//! Configuration schema definitions.
//!
//! This module defines the complete configuration structure for the service.
//! All types derive Serde traits for deserialization from config files.

use std::path::PathBuf;

use serde::{Deserialize, Serialize};

/// Root configuration for the calculator service.
#[derive(Debug, Clone, Deserialize, Serialize, Default)]
#[serde(default)]
pub struct ServiceConfig {
    /// Listener configuration (bind address).
    pub listener: ListenerConfig,

    /// External calculator binary settings.
    pub calculator: CalculatorConfig,

    /// Timeout configuration.
    pub timeouts: TimeoutConfig,

    /// Observability settings.
    pub observability: ObservabilityConfig,
}

/// Listener configuration.
#[derive(Debug, Clone, Deserialize, Serialize)]
#[serde(default)]
pub struct ListenerConfig {
    /// Bind address (e.g., "0.0.0.0:8080").
    pub bind_address: String,
}

impl Default for ListenerConfig {
    fn default() -> Self {
        Self {
            bind_address: "0.0.0.0:8080".to_string(),
        }
    }
}

/// Settings for the external calculator process.
#[derive(Debug, Clone, Deserialize, Serialize)]
#[serde(default)]
pub struct CalculatorConfig {
    /// Path to the calculator executable.
    pub binary_path: PathBuf,

    /// Upper bound for a single invocation in seconds.
    pub timeout_secs: u64,
}

impl Default for CalculatorConfig {
    fn default() -> Self {
        Self {
            binary_path: PathBuf::from("./bin/calculator"),
            timeout_secs: 30,
        }
    }
}

/// Timeout configuration for inbound requests.
#[derive(Debug, Clone, Deserialize, Serialize)]
#[serde(default)]
pub struct TimeoutConfig {
    /// Request timeout (total time for request/response) in seconds.
    pub request_secs: u64,
}

impl Default for TimeoutConfig {
    fn default() -> Self {
        Self { request_secs: 120 }
    }
}

/// Log output format.
#[derive(Debug, Clone, Copy, Default, PartialEq, Eq, Deserialize, Serialize)]
#[serde(rename_all = "lowercase")]
pub enum LogFormat {
    /// One JSON record per line (default for production).
    #[default]
    Json,
    /// Human-readable output for development.
    Pretty,
}

/// Observability configuration.
#[derive(Debug, Clone, Deserialize, Serialize)]
#[serde(default)]
pub struct ObservabilityConfig {
    /// Service name stamped on every log record.
    pub service_name: String,

    /// Log level (trace, debug, info, warn, error).
    pub log_level: String,

    /// Log output format.
    pub log_format: LogFormat,

    /// Enable metrics collection and the scrape endpoint.
    pub metrics_enabled: bool,

    /// Emit span records for every request.
    pub tracing_enabled: bool,

    /// Directory shared by all worker processes for metric segments.
    pub metrics_dir: PathBuf,
}

impl Default for ObservabilityConfig {
    fn default() -> Self {
        Self {
            service_name: "calculator-service".to_string(),
            log_level: "info".to_string(),
            log_format: LogFormat::Json,
            metrics_enabled: true,
            tracing_enabled: true,
            metrics_dir: PathBuf::from("/tmp/prometheus"),
        }
    }
}

impl ServiceConfig {
    /// Overlay environment-supplied settings.
    ///
    /// `lookup` is usually `|key| std::env::var(key).ok()`; it is a parameter
    /// so the overlay can be exercised without touching the process
    /// environment.
    pub fn apply_env<F>(&mut self, lookup: F)
    where
        F: Fn(&str) -> Option<String>,
    {
        if let Some(v) = lookup("ENABLE_PROMETHEUS") {
            self.observability.metrics_enabled = parse_toggle(&v);
        }
        if let Some(v) = lookup("ENABLE_OPENTELEMETRY") {
            self.observability.tracing_enabled = parse_toggle(&v);
        }
        if let Some(v) = lookup("PROMETHEUS_MULTIPROC_DIR") {
            self.observability.metrics_dir = PathBuf::from(v);
        }
        if let Some(v) = lookup("LOG_LEVEL") {
            self.observability.log_level = v.to_lowercase();
        }
        if let Some(v) = lookup("CALCULATOR_PATH") {
            self.calculator.binary_path = PathBuf::from(v);
        }
        if let Some(v) = lookup("BIND_ADDRESS") {
            self.listener.bind_address = v;
        }
    }
}

/// Boolean toggles accept `true`, `1` and `t` in any case.
pub fn parse_toggle(value: &str) -> bool {
    matches!(value.trim().to_lowercase().as_str(), "true" | "1" | "t")
}

#[cfg(test)]
mod tests {
    use super::*;
    use std::collections::HashMap;

    #[test]
    fn test_toggle_parsing() {
        assert!(parse_toggle("True"));
        assert!(parse_toggle("1"));
        assert!(parse_toggle("t"));
        assert!(!parse_toggle("False"));
        assert!(!parse_toggle("yes"));
        assert!(!parse_toggle(""));
    }

    #[test]
    fn test_env_overlay() {
        let env: HashMap<&str, &str> = [
            ("ENABLE_PROMETHEUS", "false"),
            ("ENABLE_OPENTELEMETRY", "TRUE"),
            ("PROMETHEUS_MULTIPROC_DIR", "/var/run/metrics"),
            ("LOG_LEVEL", "DEBUG"),
        ]
        .into_iter()
        .collect();

        let mut config = ServiceConfig::default();
        config.observability.tracing_enabled = false;
        config.apply_env(|k| env.get(k).map(|v| v.to_string()));

        assert!(!config.observability.metrics_enabled);
        assert!(config.observability.tracing_enabled);
        assert_eq!(config.observability.metrics_dir, PathBuf::from("/var/run/metrics"));
        assert_eq!(config.observability.log_level, "debug");
        assert_eq!(config.listener.bind_address, "0.0.0.0:8080");
    }

    #[test]
    fn test_partial_toml() {
        let config: ServiceConfig = toml::from_str(
            r#"
            [calculator]
            binary_path = "/opt/calc"

            [observability]
            log_format = "pretty"
            "#,
        )
        .unwrap();

        assert_eq!(config.calculator.binary_path, PathBuf::from("/opt/calc"));
        assert_eq!(config.calculator.timeout_secs, 30);
        assert_eq!(config.observability.log_format, LogFormat::Pretty);
        assert!(config.observability.metrics_enabled);
    }
}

» What to produce
All that is wanted is the run of lines from the start of the data through the line containing "external calculator process.", copied word for word.

» Exercise solution
//! Configuration schema definitions.
//!
//! This module defines the complete configuration structure for the service.
//! All types derive Serde traits for deserialization from config files.

use std::path::PathBuf;

use serde::{Deserialize, Serialize};

/// Root configuration for the calculator service.
#[derive(Debug, Clone, Deserialize, Serialize, Default)]
#[serde(default)]
pub struct ServiceConfig {
    /// Listener configuration (bind address).
    pub listener: ListenerConfig,

    /// External calculator binary settings.
    pub calculator: CalculatorConfig,

    /// Timeout configuration.
    pub timeouts: TimeoutConfig,

    /// Observability settings.
    pub observability: ObservabilityConfig,
}

/// Listener configuration.
#[derive(Debug, Clone, Deserialize, Serialize)]
#[serde(default)]
pub struct ListenerConfig {
    /// Bind address (e.g., "0.0.0.0:8080").
    pub bind_address: String,
}

impl Default for ListenerConfig {
    fn default() -> Self {
        Self {
            bind_address: "0.0.0.0:8080".to_string(),
        }
    }
}

/// Settings for the external calculator process.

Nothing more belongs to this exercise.